━━━ Supplied material

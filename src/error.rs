//! Error types
//!
//! `Error` is the crate-wide error returned by fallible session and key store
//! operations. It is composed of focused enums so callers can match on the
//! class of failure:
//!
//! - [`ConfigError`]: bad input to `start()` or `save()`; correct and retry
//! - [`MediaError`]: the capture device could not be acquired or failed
//! - [`KeyError`]: the key-management API could not be reached or answered badly
//! - [`RelayError`]: a relay connection failed; only ever surfaces inside a
//!   channel's `Failed` event, never from `start()`

use std::io;

use thiserror::Error;

use crate::platform::Platform;
use crate::session::SessionState;

/// Result type alias using the crate's Error type
pub type Result<T> = std::result::Result<T, Error>;

/// Main error type
#[derive(Debug, Error)]
pub enum Error {
    #[error("configuration error: {0}")]
    Config(#[from] ConfigError),

    #[error("media error: {0}")]
    Media(#[from] MediaError),

    #[error("key store error: {0}")]
    Key(#[from] KeyError),

    /// Operation not allowed in the session's current state
    #[error("session is {0}")]
    InvalidState(SessionState),

    /// `stop()` was called while `start()` was still acquiring resources
    #[error("start cancelled")]
    Cancelled,
}

/// Configuration errors, surfaced synchronously to the caller
#[derive(Debug, Clone, PartialEq, Eq, Error)]
pub enum ConfigError {
    #[error("no platforms selected")]
    NoPlatformsSelected,

    #[error("no stream key configured for {}", join_platforms(.0))]
    MissingKeys(Vec<Platform>),

    #[error("invalid endpoint '{0}'")]
    InvalidEndpoint(String),

    #[error("invalid {platform} stream key: {reason}")]
    InvalidKey { platform: Platform, reason: String },

    #[error("unknown platform '{0}'")]
    UnknownPlatform(String),
}

/// Media capture errors
#[derive(Debug, Clone, PartialEq, Eq, Error)]
pub enum MediaError {
    /// Camera or microphone could not be opened
    #[error("capture device unavailable: {0}")]
    Unavailable(String),

    /// Capture failed after recording started
    #[error("capture failed: {0}")]
    Capture(String),
}

/// Key-management API errors
#[derive(Debug, Clone, PartialEq, Eq, Error)]
pub enum KeyError {
    #[error("user id must not be empty")]
    InvalidUser,

    #[error("request failed: {0}")]
    Transport(String),

    #[error("server returned {status}: {message}")]
    Status { status: u16, message: String },

    #[error("invalid response: {0}")]
    InvalidResponse(String),

    #[error("invalid base url: {0}")]
    InvalidBaseUrl(String),
}

impl From<reqwest::Error> for KeyError {
    fn from(e: reqwest::Error) -> Self {
        KeyError::Transport(e.to_string())
    }
}

/// Relay connection errors
///
/// Cloneable so the same failure can be stored in the channel and sent in
/// its state event.
#[derive(Debug, Clone, PartialEq, Eq, Error)]
pub enum RelayError {
    #[error("connect failed: {0}")]
    Connect(String),

    #[error("connect timed out")]
    ConnectTimeout,

    #[error("I/O error: {0}")]
    Io(String),

    #[error("protocol error: {0}")]
    Protocol(String),

    #[error("frame of {size} bytes exceeds limit of {max}")]
    FrameTooLarge { size: usize, max: usize },

    #[error("unknown frame type 0x{0:02x}")]
    UnknownFrameType(u8),

    #[error("connection closed by relay")]
    RemoteClosed,

    #[error("relay reported error: {0}")]
    Remote(String),
}

impl From<io::Error> for RelayError {
    fn from(e: io::Error) -> Self {
        RelayError::Io(e.to_string())
    }
}

fn join_platforms(platforms: &[Platform]) -> String {
    platforms
        .iter()
        .map(|p| p.name())
        .collect::<Vec<_>>()
        .join(", ")
}
//! Statistics for destination channels and fan-out sessions

use std::collections::HashMap;
use std::sync::atomic::{AtomicU64, Ordering};
use std::time::Duration;

use serde::Serialize;

use crate::channel::ChannelState;
use crate::platform::Platform;

/// Live counters shared between a channel handle and its connection task
#[derive(Debug, Default)]
pub struct ChannelCounters {
    chunks_offered: AtomicU64,
    chunks_sent: AtomicU64,
    chunks_skipped: AtomicU64,
    chunks_dropped: AtomicU64,
    bytes_sent: AtomicU64,
}

impl ChannelCounters {
    pub fn new() -> Self {
        Self::default()
    }

    pub(crate) fn record_offered(&self) {
        self.chunks_offered.fetch_add(1, Ordering::Relaxed);
    }

    pub(crate) fn record_sent(&self, bytes: usize) {
        self.chunks_sent.fetch_add(1, Ordering::Relaxed);
        self.bytes_sent.fetch_add(bytes as u64, Ordering::Relaxed);
    }

    pub(crate) fn record_skipped(&self) {
        self.chunks_skipped.fetch_add(1, Ordering::Relaxed);
    }

    pub(crate) fn record_dropped(&self) {
        self.chunks_dropped.fetch_add(1, Ordering::Relaxed);
    }

    /// Point-in-time copy of the counters
    pub fn snapshot(&self) -> ChannelStats {
        ChannelStats {
            chunks_offered: self.chunks_offered.load(Ordering::Relaxed),
            chunks_sent: self.chunks_sent.load(Ordering::Relaxed),
            chunks_skipped: self.chunks_skipped.load(Ordering::Relaxed),
            chunks_dropped: self.chunks_dropped.load(Ordering::Relaxed),
            bytes_sent: self.bytes_sent.load(Ordering::Relaxed),
        }
    }
}

/// Channel-level statistics
#[derive(Debug, Clone, Copy, Default, PartialEq, Eq, Serialize)]
pub struct ChannelStats {
    /// Chunks handed to the channel by fan-out
    pub chunks_offered: u64,
    /// Chunks written to the relay socket
    pub chunks_sent: u64,
    /// Chunks ignored because the channel was not ready
    pub chunks_skipped: u64,
    /// Chunks dropped because the send queue was full or the connection gone
    pub chunks_dropped: u64,
    /// Payload bytes written to the relay socket
    pub bytes_sent: u64,
}

impl ChannelStats {
    /// Fraction of offered chunks that were written, in `[0, 1]`
    pub fn delivery_ratio(&self) -> f64 {
        if self.chunks_offered == 0 {
            0.0
        } else {
            self.chunks_sent as f64 / self.chunks_offered as f64
        }
    }
}

/// Per-destination entry in [`SessionStats`]
#[derive(Debug, Clone, Copy, PartialEq, Eq, Serialize)]
pub struct DestinationStats {
    /// Current channel state
    pub state: ChannelState,
    /// Reconnect attempts made for this destination
    pub reconnects: u32,
    /// Counters of the current channel
    pub channel: ChannelStats,
}

/// Session-level statistics
#[derive(Debug, Clone, Default, Serialize)]
pub struct SessionStats {
    /// Chunks produced by the capture
    pub chunks_produced: u64,
    /// Payload bytes produced by the capture
    pub bytes_produced: u64,
    /// Time since the session went live
    pub duration: Duration,
    /// Per-destination statistics
    pub destinations: HashMap<Platform, DestinationStats>,
}

impl SessionStats {
    /// Capture bitrate estimate (bits/sec)
    pub fn bitrate(&self) -> u64 {
        let secs = self.duration.as_secs();
        if secs > 0 {
            (self.bytes_produced * 8) / secs
        } else {
            0
        }
    }

    /// Number of destinations currently accepting media
    pub fn ready_destinations(&self) -> usize {
        self.destinations
            .values()
            .filter(|d| d.state.is_ready())
            .count()
    }
}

━━━━━━

**Work to complete**
When you reach the line in the material above that holds "stream key configured", begin reproducing lines exactly, and stop after the line that holds "pub enum MediaError".

**Answer for this exercise**
    #[error("no stream key configured for {}", join_platforms(.0))]
    MissingKeys(Vec<Platform>),

    #[error("invalid endpoint '{0}'")]
    InvalidEndpoint(String),

    #[error("invalid {platform} stream key: {reason}")]
    InvalidKey { platform: Platform, reason: String },

    #[error("unknown platform '{0}'")]
    UnknownPlatform(String),
}

/// Media capture errors
#[derive(Debug, Clone, PartialEq, Eq, Error)]
pub enum MediaError {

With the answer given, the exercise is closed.